The next day was Thanksgiving, my favorite holiday, and I was looking forward to seeing my whole family. Even though my three older sisters were married now, I was sure we'd all get together to eat turkey, relax and watch home movies.
I walked into the house, only to find there wasn't any sign of holiday preparations. What was going on? My mom must have been planning to start baking after dinner. At the dinner table, I found I couldn't have been more wrong.
“Listen, everyone, I have something to tell you about tomorrow,” my dad announced. “Your older sisters all have other plans this year for Thanksgiving. I've decided to give your mom a much-deserved break this year. I'm taking everyone to dinner at the Harvest Cafeteria tomorrow.”
“Dad,” I said, presenting what seemed to me to be the perfect argument, “the pilgrims(朝圣者) would never have celebrated Thanksgiving anywhere but at home.”
“Teresa,” my dad replied, “after nearly starving, the pilgrims were happy just to have food. I don't think it mattered to them if that food was served in their homes or at a restaurant down the street.”

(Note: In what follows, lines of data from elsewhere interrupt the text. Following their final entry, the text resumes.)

//! Processing of extracted page markup.

pub mod images;

pub use images::{ImageReference, ImageRewriter, find_images};
use crate::error::{MirrorError, Result};
use crate::results::PageDocument;
use std::path::{Path, PathBuf};

/// Stores pages under `<root>/<title>/<section>/page_<n>.html`
#[derive(Debug, Clone)]
pub struct PageWriter {
    root: PathBuf,
}

impl PageWriter {
    pub fn new(root: impl Into<PathBuf>) -> Self {
        Self { root: root.into() }
    }

    /// Create the directory for a title if it does not exist yet
    pub async fn ensure_title_dir(&self, title_slug: &str) -> Result<PathBuf> {
        let dir = self.root.join(title_slug);
        create_dir(&dir).await?;
        Ok(dir)
    }

    /// Create the directory for a section if it does not exist yet
    pub async fn ensure_section_dir(&self, title_slug: &str, section_label: &str) -> Result<PathBuf> {
        let dir = self.root.join(title_slug).join(section_label);
        create_dir(&dir).await?;
        Ok(dir)
    }

    /// Write one page, replacing any earlier copy. Not atomic.
    pub async fn write(&self, page: &PageDocument) -> Result<PathBuf> {
        let dir = self
            .ensure_section_dir(&page.title_slug, &page.section_label)
            .await?;
        let path = dir.join(page.file_name());
        tokio::fs::write(&path, page.html.as_bytes())
            .await
            .map_err(|e| MirrorError::filesystem(&path, e))?;
        ::log::info!("Saved {}", path.display());
        Ok(path)
    }
}

async fn create_dir(dir: &Path) -> Result<()> {
    tokio::fs::create_dir_all(dir)
        .await
        .map_err(|e| MirrorError::filesystem(dir, e))
}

I could tell it was no use arguing. I wanted to cry. When I awoke the next morning, there was no smell of turkey roasting in the oven. Instead I was greeted by the smell of coffee and burned toast. The day dragged by. At five o'clock, we headed for Harvest Cafeteria.“You could have picked a better place to eat,” I complained.
“Enough,” my dad warned. “Just enjoy your evening.”
Throughout the meal, my parents made attempts to lighten my mood. Finally, they gave up and let me sulk (生闷气).
By the time dinner was finished, none of us seemed to have the holiday spirit. We put on our coats and headed home. Once there, my brother, Marty, was pulling some DVDs of our family's home movies out of the cabinet.
“Do we have to watch these?” I asked.
“I'm sorry for spoiling everyone's Thanksgiving,” I said.